Currently, available data are provided from breast cancer and Hodgkin lymphoma groups, who reach relatively long-term survival. It is necessary to identify groups of patients with higher risk of radiation-induced cardiovascular complications and prepare for them a follow-up plan. It should be taken into consideration that assessment of cardiovascular risk based on the radiation dose delivered to the heart or the volume of the irradiated heart by comparing groups of patients treated with older and newer methods of radiotherapy is difficult, because of relevant differences in radiation techniques.
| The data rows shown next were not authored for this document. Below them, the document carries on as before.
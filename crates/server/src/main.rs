use std::net::SocketAddr;
use std::path::PathBuf;
use std::sync::Arc;
use std::time::Duration;

use anyhow::{Context, Result};
use tokio::signal;
use tracing::{error, info};
use tracing_subscriber::{layer::SubscriberExt, util::SubscriberInitExt};

use tunegrab_core::{
    artwork::ArtworkFetcher, extractor::Extractor, load_config, transcoder::Transcoder,
    validate_config, FfmpegTranscoder, HttpArtworkFetcher, YtDlpExtractor,
};
use tunegrab_server::api::{create_router, spawn_heartbeat, WsBroadcaster};
use tunegrab_server::state::AppState;

#[tokio::main]
async fn main() {
    if let Err(e) = run().await {
        error!("Fatal error: {:#}", e);
        std::process::exit(1);
    }
}

async fn run() -> Result<()> {
    // Initialize logging
    tracing_subscriber::registry()
        .with(
            tracing_subscriber::EnvFilter::try_from_default_env()
                .unwrap_or_else(|_| "info,tower_http=debug".into()),
        )
        .with(tracing_subscriber::fmt::layer())
        .init();

    // Determine config path
    let config_path = std::env::var("TUNEGRAB_CONFIG")
        .map(PathBuf::from)
        .unwrap_or_else(|_| PathBuf::from("config.toml"));

    info!("Loading configuration from {:?}", config_path);
    let config = load_config(&config_path)
        .with_context(|| format!("Failed to load config from {:?}", config_path))?;

    validate_config(&config).context("Configuration validation failed")?;

    info!("Configuration loaded successfully");
    info!("yt-dlp: {:?}", config.extractor.ytdlp_path);
    info!("ffmpeg: {:?}", config.transcoder.ffmpeg_path);
    info!("Output directory: {:?}", config.pipeline.output_dir);

    tokio::fs::create_dir_all(&config.pipeline.output_dir)
        .await
        .with_context(|| format!("Failed to create {:?}", config.pipeline.output_dir))?;
    tokio::fs::create_dir_all(&config.pipeline.temp_dir)
        .await
        .with_context(|| format!("Failed to create {:?}", config.pipeline.temp_dir))?;

    let extractor: Arc<dyn Extractor> = Arc::new(YtDlpExtractor::new(config.extractor.clone()));
    let transcoder: Arc<dyn Transcoder> =
        Arc::new(FfmpegTranscoder::new(config.transcoder.clone()));
    let fetcher: Arc<dyn ArtworkFetcher> = Arc::new(
        HttpArtworkFetcher::new(&config.artwork).context("Failed to create artwork client")?,
    );

    let ws_broadcaster = WsBroadcaster::default();
    let heartbeat = spawn_heartbeat(
        ws_broadcaster.clone(),
        Duration::from_secs(config.server.heartbeat_secs),
    );

    let addr = SocketAddr::new(config.server.host, config.server.port);
    let state = Arc::new(AppState::new(
        config,
        extractor,
        transcoder,
        fetcher,
        ws_broadcaster,
    ));
    let app = create_router(Arc::clone(&state));

    info!("Starting server on {}", addr);
    let listener = tokio::net::TcpListener::bind(addr)
        .await
        .with_context(|| format!("Failed to bind to {}", addr))?;

    axum::serve(listener, app)
        .with_graceful_shutdown(shutdown_signal())
        .await
        .context("Server error")?;

    info!("Server shutting down...");
    heartbeat.abort();

    // Kill whatever is still running so no tool outlives the server
    for job in state.coordinator().active_jobs().await {
        info!(job_id = %job.id, "Cancelling job on shutdown");
        state.coordinator().cancel(&job.id).await;
    }

    Ok(())
}

/// Wait for shutdown signal (Ctrl+C or SIGTERM)
async fn shutdown_signal() {
    let ctrl_c = async {
        if let Err(e) = signal::ctrl_c().await {
            error!("Failed to install Ctrl+C handler: {}", e);
            std::future::pending::<()>().await;
        }
    };

    #[cfg(unix)]
    let terminate = async {
        match signal::unix::signal(signal::unix::SignalKind::terminate()) {
            Ok(mut sigterm) => {
                sigterm.recv().await;
            }
            Err(e) => {
                error!("Failed to install SIGTERM handler: {}", e);
                std::future::pending::<()>().await;
            }
        }
    };

    #[cfg(not(unix))]
    let terminate = std::future::pending::<()>();

    tokio::select! {
        _ = ctrl_c => {},
        _ = terminate => {},
    }
}
//! Ordered artwork candidate chains.

use once_cell::sync::Lazy;
use regex_lite::Regex;

use crate::platform::{self, YOUTUBE_THUMBNAIL_BASE};

use super::types::ArtworkCandidate;

/// SoundCloud artwork size suffix, e.g. `-large.jpg` or `-t500x500.png`.
static SOUNDCLOUD_SIZE_SUFFIX: Lazy<Regex> = Lazy::new(|| {
    Regex::new(r"-(?:large|original|crop|small|badge|tiny|mini|t\d+x\d+)\.([A-Za-z0-9]+)(\?.*)?$")
        .unwrap()
});

/// SoundCloud sizes to try, best first.
const SOUNDCLOUD_SIZES: &[&str] = &["original", "t500x500", "t300x300"];

/// YouTube thumbnail tiers, best first, with their legacy flag.
const YOUTUBE_TIERS: &[(&str, bool)] = &[
    ("maxresdefault.jpg", false),
    ("sddefault.jpg", true),
    ("hqdefault.jpg", true),
];

/// Builds the ordered list of remote images to try for a media item.
///
/// YouTube items get the thumbnail tier ladder, SoundCloud artwork gets its
/// size ladder, and the literal thumbnail URL is always the last resort.
pub fn candidate_chain(source_url: &str, thumbnail_url: Option<&str>) -> Vec<ArtworkCandidate> {
    let mut chain = Vec::new();

    let video_id = platform::youtube_video_id(source_url)
        .or_else(|| thumbnail_url.and_then(platform::youtube_video_id));

    if let Some(id) = video_id {
        for (file, legacy) in YOUTUBE_TIERS {
            push_unique(
                &mut chain,
                ArtworkCandidate::new(format!("{}/{}/{}", YOUTUBE_THUMBNAIL_BASE, id, file), *legacy),
            );
        }
    } else if let Some(thumb) = thumbnail_url.filter(|t| platform::is_soundcloud_image(t)) {
        for candidate in soundcloud_variants(thumb) {
            push_unique(&mut chain, candidate);
        }
    }

    if let Some(thumb) = thumbnail_url.filter(|t| !t.trim().is_empty()) {
        push_unique(
            &mut chain,
            ArtworkCandidate::new(thumb, platform::is_letterboxed_youtube_thumbnail(thumb)),
        );
    }

    chain
}

fn soundcloud_variants(url: &str) -> Vec<ArtworkCandidate> {
    let Some(caps) = SOUNDCLOUD_SIZE_SUFFIX.captures(url) else {
        return Vec::new();
    };
    let Some(suffix) = caps.get(0) else {
        return Vec::new();
    };

    let base = &url[..suffix.start()];
    let ext = caps.get(1).map(|m| m.as_str()).unwrap_or("jpg");
    let query = caps.get(2).map(|m| m.as_str()).unwrap_or_default();

    SOUNDCLOUD_SIZES
        .iter()
        .map(|size| ArtworkCandidate::new(format!("{}-{}.{}{}", base, size, ext, query), false))
        .collect()
}

fn push_unique(chain: &mut Vec<ArtworkCandidate>, candidate: ArtworkCandidate) {
    if !chain.iter().any(|c| c.url == candidate.url) {
        chain.push(candidate);
    }
}
//! Supervised execution of external tools.
//!
//! yt-dlp and ffmpeg run under the same rules: stdout lines are handed to a
//! callback as they arrive, stderr is collected for error messages, and the
//! child is killed as soon as the job's kill switch fires or the optional
//! deadline passes.

use std::process::{ExitStatus, Stdio};
use std::time::Duration;

use tokio::io::{AsyncBufReadExt, AsyncRead, BufReader};
use tokio::process::{Child, Command};
use tokio_util::sync::CancellationToken;
use tracing::{debug, warn};

/// Maximum number of stderr bytes retained for error reporting.
const STDERR_LIMIT: usize = 16 * 1024;

/// How a supervised process ended.
#[derive(Debug)]
pub enum ProcessExit {
    /// The process exited on its own.
    Exited { status: ExitStatus, stderr: String },
    /// The kill switch fired and the process was terminated.
    Killed,
    /// The deadline passed and the process was terminated.
    TimedOut,
}

impl ProcessExit {
    /// Whether the process exited with status 0.
    pub fn success(&self) -> bool {
        matches!(self, Self::Exited { status, .. } if status.success())
    }
}

/// Runs `command` to completion under supervision.
///
/// `on_line` is called for every stdout line. Spawn errors are returned as-is
/// so callers can tell a missing binary apart from other I/O failures.
pub async fn run_supervised<F>(
    mut command: Command,
    cancel: &CancellationToken,
    timeout: Option<Duration>,
    mut on_line: F,
) -> std::io::Result<ProcessExit>
where
    F: FnMut(&str) + Send,
{
    if cancel.is_cancelled() {
        return Ok(ProcessExit::Killed);
    }

    command
        .stdin(Stdio::null())
        .stdout(Stdio::piped())
        .stderr(Stdio::piped())
        .kill_on_drop(true);

    let mut child = command.spawn()?;

    let stdout = child
        .stdout
        .take()
        .ok_or_else(|| std::io::Error::other("stdout was not captured"))?;
    let stderr = child
        .stderr
        .take()
        .ok_or_else(|| std::io::Error::other("stderr was not captured"))?;

    let stderr_task = tokio::spawn(collect_stderr(stderr));
    let mut lines = BufReader::new(stdout).lines();

    let deadline = async {
        match timeout {
            Some(duration) => tokio::time::sleep(duration).await,
            None => std::future::pending::<()>().await,
        }
    };
    tokio::pin!(deadline);

    let mut stdout_open = true;
    let status = loop {
        tokio::select! {
            _ = cancel.cancelled() => {
                terminate(&mut child).await;
                stderr_task.abort();
                return Ok(ProcessExit::Killed);
            }
            _ = &mut deadline => {
                terminate(&mut child).await;
                stderr_task.abort();
                return Ok(ProcessExit::TimedOut);
            }
            line = lines.next_line(), if stdout_open => match line {
                Ok(Some(line)) => on_line(&line),
                Ok(None) => stdout_open = false,
                Err(e) => {
                    debug!("Stopped reading stdout: {}", e);
                    stdout_open = false;
                }
            },
            status = child.wait(), if !stdout_open => break status?,
        }
    };

    let stderr = stderr_task.await.unwrap_or_default();
    Ok(ProcessExit::Exited { status, stderr })
}

async fn terminate(child: &mut Child) {
    if let Err(e) = child.kill().await {
        warn!("Failed to kill child process: {}", e);
    }
}

/// Drains stderr to the end, keeping at most `STDERR_LIMIT` bytes.
async fn collect_stderr<R: AsyncRead + Unpin>(reader: R) -> String {
    let mut lines = BufReader::new(reader).lines();
    let mut output = String::new();

    while let Ok(Some(line)) = lines.next_line().await {
        if output.len() < STDERR_LIMIT {
            output.push_str(&line);
            output.push('\n');
        }
    }

    output
}
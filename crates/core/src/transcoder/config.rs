//! Configuration for the transcoder module.

use serde::{Deserialize, Serialize};
use std::path::PathBuf;

/// Configuration for the ffmpeg based transcoder.
#[derive(Debug, Clone, Serialize, Deserialize)]
pub struct TranscoderConfig {
    /// Path to the ffmpeg binary.
    #[serde(default = "default_ffmpeg_path")]
    pub ffmpeg_path: PathBuf,

    /// ffmpeg log level (quiet, panic, fatal, error, warning, info, verbose, debug, trace).
    #[serde(default = "default_log_level")]
    pub log_level: String,

    /// Optional deadline for a single ffmpeg run in seconds.
    ///
    /// Unset means ffmpeg runs until it exits or the job is cancelled.
    #[serde(default, skip_serializing_if = "Option::is_none")]
    pub timeout_secs: Option<u64>,
}

fn default_ffmpeg_path() -> PathBuf {
    PathBuf::from("ffmpeg")
}

fn default_log_level() -> String {
    "error".to_string()
}

impl Default for TranscoderConfig {
    fn default() -> Self {
        Self {
            ffmpeg_path: default_ffmpeg_path(),
            log_level: default_log_level(),
            timeout_secs: None,
        }
    }
}

impl TranscoderConfig {
    /// Creates a config with a custom ffmpeg path.
    pub fn with_path(ffmpeg_path: PathBuf) -> Self {
        Self {
            ffmpeg_path,
            ..Default::default()
        }
    }

    /// Sets the per-run deadline.
    pub fn with_timeout(mut self, timeout_secs: u64) -> Self {
        self.timeout_secs = Some(timeout_secs);
        self
    }
}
Anyway, according to ASCO guidelines based on meta-analysis of available research, minimizing doses delivered to heart and volume of the irradiated heart is an essential step in the prevention of long-term complications of radiotherapy [57].
In patients who have undergone chest radiation therapy, evaluation based on signs and symptoms and echocardiographic surveillance should be implemented, starting 5 years after treatment in high-risk patients and 10 years in all other patients. Further reassessment should be performed every 5 years. Even if asymptomatic, high-risk patients should also be referred for functional non-invasive stress tests within 5 to 10 years after completing irradiation therapy [17, 42]. Pregnant women and those who are planning pregnancy should be carefully monitored, as gestation may unmask subclinical cardiotoxicity [35].
Another important issue is the treatment of comorbidities and reduction of modifiable cardiovascular risk factors necessary among those patients. According to the ESC guidelines regarding cardiovascular prevention for cancer survivors, recommendations include healthy diet, smoking cessation, reduction of body weight and regular aerobic exercises, which are especially helpful in prevention and treatment of cardiotoxicity [79].